SEMIoTICS aims to develop a pattern-driven framework, built upon existing IoT platforms, to enable and guarantee secure and dependable actuation and semi-autonomic behaviour in IoT/IIoT applications. Patterns will encode proven dependencies between security, privacy, dependability and interoperability (SPDI) properties of individual smart objects and corresponding properties of orchestrations involving them. The SEMIoTICS framework will support cross-layer intelligent dynamic adaptation, including heterogeneous smart objects, networks and clouds, addressing effective adaptation and autonomic behaviour at field (edge) and infrastructure (backend) layers based on intelligent analysis and learning.
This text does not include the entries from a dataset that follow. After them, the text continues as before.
//! Run orchestration: fetch, then quick metadata and analysis in parallel, then mapper and combine.
//!
//! Every run owns its state; nothing survives between runs except what callers keep.

use metrics::{counter, describe_counter, describe_histogram, histogram};
use once_cell::sync::OnceCell;
use std::fmt;
use std::sync::{Arc, Mutex, PoisonError};
use std::time::Instant;
use tokio_util::sync::CancellationToken;
use tracing::{info, warn};

use crate::analysis::{self, CombineInput};
use crate::config::PipelineConfig;
use crate::error::{PipelineError, PipelineResult};
use crate::fetch::{self, ContentFetcher};
use crate::history::{now_unix, RunHistory, RunRecord};
use crate::llm::LlmSet;
use crate::model::{AnalysisRequest, CombinedResult};

fn ensure_metrics_described() {
    static ONCE: OnceCell<()> = OnceCell::new();
    ONCE.get_or_init(|| {
        describe_counter!("webs_runs_total", "Workflow runs by outcome.");
        describe_histogram!("webs_run_ms", "Workflow run time in milliseconds.");
    });
}

/// Where a run currently is. `Failed` is reachable from every non-terminal state.
#[derive(Debug, Clone, Copy, PartialEq, Eq)]
pub enum WorkflowState {
    Fetch,
    Branches,
    Mapper,
    Combine,
    Done,
    Failed,
}

impl WorkflowState {
    /// Step name used in timeout errors.
    pub fn step_name(self) -> &'static str {
        match self {
            Self::Fetch => "fetch",
            Self::Branches => "analysis",
            Self::Mapper => "mapper",
            Self::Combine => "combine",
            Self::Done => "done",
            Self::Failed => "failed",
        }
    }
}

#[derive(Debug, Clone, Copy, PartialEq, Eq)]
pub enum Step {
    Fetch,
    QuickMetadata,
    Analysis,
    Mapper,
    Combine,
}

impl fmt::Display for Step {
    fn fmt(&self, f: &mut fmt::Formatter<'_>) -> fmt::Result {
        f.write_str(match self {
            Self::Fetch => "fetch",
            Self::QuickMetadata => "quick-metadata",
            Self::Analysis => "analysis",
            Self::Mapper => "mapper",
            Self::Combine => "combine",
        })
    }
}

/// Completed steps in execution order. Each step may be recorded once.
#[derive(Debug, Default)]
pub struct StepLedger {
    done: Vec<Step>,
}

impl StepLedger {
    pub fn record(&mut self, step: Step) -> PipelineResult<()> {
        if self.done.contains(&step) {
            return Err(PipelineError::State(format!("step `{step}` recorded twice")));
        }
        self.done.push(step);
        Ok(())
    }

    pub fn steps(&self) -> Vec<String> {
        self.done.iter().map(ToString::to_string).collect()
    }
}

/// Orchestrates one analysis run over injected fetcher and models.
#[derive(Clone)]
pub struct Workflow {
    fetcher: Arc<dyn ContentFetcher>,
    llms: LlmSet,
    cfg: PipelineConfig,
    history: Option<Arc<RunHistory>>,
}

impl Workflow {
    pub fn new(fetcher: Arc<dyn ContentFetcher>, llms: LlmSet, cfg: PipelineConfig) -> Self {
        Self {
            fetcher,
            llms,
            cfg: cfg.sanitized(),
            history: None,
        }
    }

    /// Record a summary of every finished run into `history`.
    pub fn with_history(mut self, history: Arc<RunHistory>) -> Self {
        self.history = Some(history);
        self
    }

    pub fn config(&self) -> &PipelineConfig {
        &self.cfg
    }

    pub async fn run(&self, request: &AnalysisRequest) -> PipelineResult<CombinedResult> {
        self.run_with_cancel(request, CancellationToken::new()).await
    }

    /// Run under the configured run deadline; cancelling `cancel` aborts every in-flight call.
    pub async fn run_with_cancel(
        &self,
        request: &AnalysisRequest,
        cancel: CancellationToken,
    ) -> PipelineResult<CombinedResult> {
        ensure_metrics_described();
        request.validate()?;

        let t0 = Instant::now();
        let state = Mutex::new(WorkflowState::Fetch);
        let deadline = self.cfg.run_timeout();

        let res = tokio::select! {
            biased;
            _ = cancel.cancelled() => Err(PipelineError::Cancelled),
            r = tokio::time::timeout(deadline, self.drive(request, &cancel, &state)) => match r {
                Ok(inner) => inner,
                Err(_) => {
                    let at = *state.lock().unwrap_or_else(PoisonError::into_inner);
                    Err(PipelineError::Timeout { step: at.step_name() })
                }
            },
        };

        let ms = t0.elapsed().as_millis() as u64;
        histogram!("webs_run_ms").record(ms as f64);
        let mut record = RunRecord {
            ts_unix: now_unix(),
            web_id: request.web_id.clone(),
            url_count: request.urls.len(),
            outcome: "ok".to_string(),
            failed_step: None,
            successful_count: 0,
            failed_count: 0,
            duration_ms: ms,
        };
        match &res {
            Ok(out) => {
                counter!("webs_runs_total", "outcome" => "ok").increment(1);
                record.successful_count = out.metadata.successful_count;
                record.failed_count = out.metadata.failed_count;
                info!(
                    target: "webs::pipeline",
                    web_id = request.web_id.as_deref().unwrap_or("-"),
                    urls = out.metadata.url_count,
                    analyzed = out.metadata.successful_count,
                    failed = out.metadata.failed_count,
                    ms,
                    "run complete"
                );
            }
            Err(e) => {
                let failed_at = std::mem::replace(
                    &mut *state.lock().unwrap_or_else(PoisonError::into_inner),
                    WorkflowState::Failed,
                );
                counter!("webs_runs_total", "outcome" => e.kind()).increment(1);
                record.outcome = e.kind().to_string();
                record.failed_step = Some(failed_at.step_name().to_string());
                warn!(
                    target: "webs::pipeline",
                    web_id = request.web_id.as_deref().unwrap_or("-"),
                    kind = e.kind(),
                    step = failed_at.step_name(),
                    error = %e,
                    ms,
                    "run failed"
                );
            }
        }
        if let Some(h) = &self.history {
            h.push(record);
        }
        res
    }

    async fn drive(
        &self,
        request: &AnalysisRequest,
        cancel: &CancellationToken,
        state: &Mutex<WorkflowState>,
    ) -> PipelineResult<CombinedResult> {
        let mut ledger = StepLedger::default();
        let prompt = request.focus_prompt();

        set_state(state, WorkflowState::Fetch);
        let fetches = fetch::fetch_all(self.fetcher.as_ref(), &request.urls, &self.cfg, cancel).await;
        ledger.record(Step::Fetch)?;
        bail_if_cancelled(cancel)?;

        let fetched = fetches.iter().filter(|f| f.success).count();
        info!(target: "webs::pipeline", urls = request.urls.len(), fetched, "fetch complete");
        if fetched == 0 {
            return Err(PipelineError::AllFetchesFailed {
                attempted: request.urls.len(),
            });
        }

        set_state(state, WorkflowState::Branches);
        let (quick, detailed) = tokio::join!(
            analysis::quick_metadata(
                self.llms.fast.as_ref(),
                &request.urls,
                prompt,
                &fetches,
                &self.cfg,
                cancel
            ),
            analysis::analyze_all(
                self.llms.detailed.as_ref(),
                &request.urls,
                prompt,
                &fetches,
                &self.cfg,
                cancel
            ),
        );
        bail_if_cancelled(cancel)?;
        let quick = quick.map_err(PipelineError::QuickMetadata)?;
        ledger.record(Step::QuickMetadata)?;
        let detailed = detailed?;
        ledger.record(Step::Analysis)?;

        set_state(state, WorkflowState::Mapper);
        let input = CombineInput::from_branches(request, &fetches, quick, detailed);
        ledger.record(Step::Mapper)?;

        set_state(state, WorkflowState::Combine);
        let mut result = analysis::combine(self.llms.detailed.as_ref(), input, &self.cfg, cancel)
            .await
            .map_err(PipelineError::Combine)?;
        bail_if_cancelled(cancel)?;
        ledger.record(Step::Combine)?;

        result.metadata.processing_steps = ledger.steps();
        set_state(state, WorkflowState::Done);
        Ok(result)
    }
}

fn set_state(state: &Mutex<WorkflowState>, next: WorkflowState) {
    *state.lock().unwrap_or_else(PoisonError::into_inner) = next;
}

fn bail_if_cancelled(cancel: &CancellationToken) -> PipelineResult<()> {
    if cancel.is_cancelled() {
        Err(PipelineError::Cancelled)
    } else {
        Ok(())
    }
}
To address the complexity and scalability needs within horizontal and vertical domains, SEMIoTICS will develop and integrate smart programmable networking and semantic interoperability mechanisms. The practicality of the above approach will be validated using three diverse usage scenarios in the areas of renewable energy (addressing IIoT), healthcare (focusing on human-centric IoT), and smart sensing (covering both IIoT and IoT); and will be offered through an open API. SEMIoTICS consortium consists of strong European industry (Siemens, Engineering, STMicroelectronics), innovative SMEs (Sphynx, Iquadrat, BlueSoft) and academic partners (FORTH, Uni Passau, CTTC) covering the whole value chain of IoT, local embedded analytics and their programmable connectivity to the cloud IoT platforms with associated security and privacy. The consortium is striving for a common vision of creating EU’s technological capability of innovative IoT landscape both at European and international level.